America’s Got Talent, at least at this stage in the competition, is not an unpleasant show. While the auditions feature more public embarrassment than I can handle, at this point there’s a handful of acts that do differ from anything else you see on television, and the judges are harmless and even occasionally a bit charming (even if it’s an immature sort of charming, what with the water gun fights). When you watch it, you entirely understand why it’s successful even if the other side of your brain is listing out the ways the show could be improved. Yes, if I had control of the show, I’d dump the pop singers and stick to more marginal musical genres (Opera/Classical would count) not represented elsewhere, and feature only dancers who are doing things that couldn’t fit in on other programs. That would leave room for more magicians, more stunt shows, and more of the variety acts that even the judges say is what truly makes the show special. If America’s Got Talent became that show, I might be more likely to set my DVR and flip through to see if they’ve discovered something truly unique, a singular talent that America has indeed “got.”

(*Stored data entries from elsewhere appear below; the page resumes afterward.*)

use argon2::{
    Argon2,
    password_hash::{PasswordHash, PasswordHasher, PasswordVerifier, SaltString},
};
use password_hash::rand_core::OsRng;

use crate::error::ApiError;

/// Similarity ratio at or above which a password counts as a copy of a user
/// attribute.
pub const MAX_SIMILARITY: f64 = 0.7;

/// Attribute values longer than this are never compared. No stored username
/// or email can be that long.
pub const MAX_ATTRIBUTE_LENGTH: usize = 254;

const COMMON_PASSWORDS: &[&str] = &[
    "password", "password1", "password123", "passw0rd", "123456", "1234567", "12345678",
    "123456789", "1234567890", "12345", "qwerty", "qwerty123", "qwertyuiop", "abc123",
    "abcdef", "abcd1234", "111111", "000000", "123123", "654321", "iloveyou", "admin",
    "admin123", "administrator", "welcome", "welcome1", "letmein", "monkey", "dragon",
    "football", "baseball", "sunshine", "princess", "master", "shadow", "superman",
    "trustno1", "whatever", "starwars", "changeme", "secret", "login", "zaq12wsx",
    "1q2w3e4r", "1qaz2wsx", "q1w2e3r4", "asdfghjkl", "asdfgh", "michael", "jennifer",
];

/// PasswordPolicy
///
/// Strength checks applied before any password is hashed.
#[derive(Debug, Clone, Copy)]
pub struct PasswordPolicy {
    pub min_length: usize,
}

impl PasswordPolicy {
    pub fn new(min_length: usize) -> Self {
        Self { min_length }
    }

    /// Every rule the password breaks, as user-facing messages. Empty means
    /// the password is acceptable.
    pub fn check(&self, password: &str, username: &str, email: &str) -> Vec<String> {
        let mut problems = Vec::new();

        if let Some(attribute) = similar_attribute(password, username, email) {
            problems.push(format!("The password is too similar to the {attribute}."));
        }
        if password.chars().count() < self.min_length {
            problems.push(format!(
                "This password is too short. It must contain at least {} characters.",
                self.min_length
            ));
        }
        let lowered = password.trim().to_lowercase();
        if COMMON_PASSWORDS.contains(&lowered.as_str()) {
            problems.push("This password is too common.".to_string());
        }
        if !password.is_empty() && password.chars().all(|c| c.is_ascii_digit()) {
            problems.push("This password is entirely numeric.".to_string());
        }

        problems
    }
}

/// Hashes a password into a PHC string (argon2id, random salt).
pub fn hash_password(password: &str) -> Result<String, ApiError> {
    let salt = SaltString::generate(&mut OsRng);
    Argon2::default()
        .hash_password(password.as_bytes(), &salt)
        .map(|hash| hash.to_string())
        .map_err(|e| ApiError::Internal(format!("password hashing failed: {e}")))
}

/// Checks `password` against a stored hash. A missing or unparsable hash
/// never verifies.
pub fn verify_password(password: &str, stored: Option<&str>) -> bool {
    let Some(stored) = stored else {
        return false;
    };
    match PasswordHash::new(stored) {
        Ok(parsed) => Argon2::default()
            .verify_password(password.as_bytes(), &parsed)
            .is_ok(),
        Err(e) => {
            tracing::warn!("stored password hash is unreadable: {}", e);
            false
        }
    }
}

/// Names the first user attribute the password is too close to.
fn similar_attribute(password: &str, username: &str, email: &str) -> Option<&'static str> {
    let password = password.to_lowercase();
    let password_len = password.chars().count();
    let attributes = [("username", username), ("email address", email)];

    for (label, value) in attributes {
        if value.is_empty() {
            continue;
        }
        let value = value.to_lowercase();
        let mut parts: Vec<&str> = value
            .split(|c: char| !c.is_alphanumeric() && c != '_')
            .filter(|part| !part.is_empty())
            .collect();
        parts.push(&value);

        if parts.iter().any(|part| {
            let part_len = part.chars().count();
            part_len <= MAX_ATTRIBUTE_LENGTH
                && !exceeds_length_ratio(password_len, part_len)
                && similarity(&password, part) >= MAX_SIMILARITY
        }) {
            return Some(label);
        }
    }
    None
}

/// True when the password is so much longer than the attribute value that the
/// two cannot reach `MAX_SIMILARITY`. Such pairs are never compared.
pub fn exceeds_length_ratio(password_len: usize, value_len: usize) -> bool {
    password_len >= 10 * value_len
        && (value_len as f64) < (MAX_SIMILARITY / 2.0) * password_len as f64
}

/// Ratcliff/Obershelp similarity: `2 * matched / (len(a) + len(b))`.
pub fn similarity(a: &str, b: &str) -> f64 {
    let a: Vec<char> = a.chars().collect();
    let b: Vec<char> = b.chars().collect();
    let total = a.len() + b.len();
    if total == 0 {
        return 1.0;
    }
    (2 * matched_chars(&a, &b)) as f64 / total as f64
}

fn matched_chars(a: &[char], b: &[char]) -> usize {
    let (start_a, start_b, len) = longest_common_block(a, b);
    if len == 0 {
        return 0;
    }
    len + matched_chars(&a[..start_a], &b[..start_b])
        + matched_chars(&a[start_a + len..], &b[start_b + len..])
}

fn longest_common_block(a: &[char], b: &[char]) -> (usize, usize, usize) {
    let mut best = (0, 0, 0);
    let mut previous = vec![0usize; b.len() + 1];
    for i in 0..a.len() {
        let mut current = vec![0usize; b.len() + 1];
        for j in 0..b.len() {
            if a[i] == b[j] {
                current[j + 1] = previous[j] + 1;
                if current[j + 1] > best.2 {
                    best = (i + 1 - current[j + 1], j + 1 - current[j + 1], current[j + 1]);
                }
            }
        }
        previous = current;
    }
    best
}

As it stands, I’m content taking the show’s word for it and moving on.
- Building on an earlier observation, they are aware that *none* of their judges are American, right? Mind you, I think the show is better off (from my limited experience) with Mandel over the much less coherent David Hasselhoff, but it still seems odd when you think about it.
- Nick Cannon is our host, and I’ll admit it: I didn’t entirely hate him. Mind you, the banter with Piers felt like a failed attempt at recreating a Cowell/Seacrest dynamic and got old quickly, but compared to Carson Daly on The Voice I’d argue that Cannon does a decent job of seeming genuinely enthusiastic, which is at least half the battle.
- I’m curious if the success of The Voice might maybe push them towards fewer singers on AGT, or whether they might see the show as a logical extension of The Voice’s focus on singing, and see it as a chance to build on next Winter’s Voice run with the debut of AGT. I’d obviously choose the former, but the latter route seems more likely.
- Not willing to pick a side in the singer/variety binary, tonight’s results show featured both a musical performance and a variety performance. The former, Hot Chelle Ray’s “Tonight Tonight,” was clearly aimed at younger audiences (to keep them entertained), while “urban acrobat troupe” Traces was more aimed at their parents (who might spend some money to see them in New York later this summer).
- You know, I wonder how middle America feels about Howie basically calling them out as resistant to anything associated with homosexuality, especially given that both the “fierce” — his catchphrase, not my description — Daniel Joseph Baker and the male pole dancer made it through to the semi-finals based on their votes.
- It's such an odd situation that the three judges all have gigs on other networks (Morgan on CNN, Osbourne on CBS, and Mandel on Fox).
- Seriously, though, where does Silhouettes go from here? My only thought: Dancing to Sarah McLachlan and making cute animals that turn into neglected animals.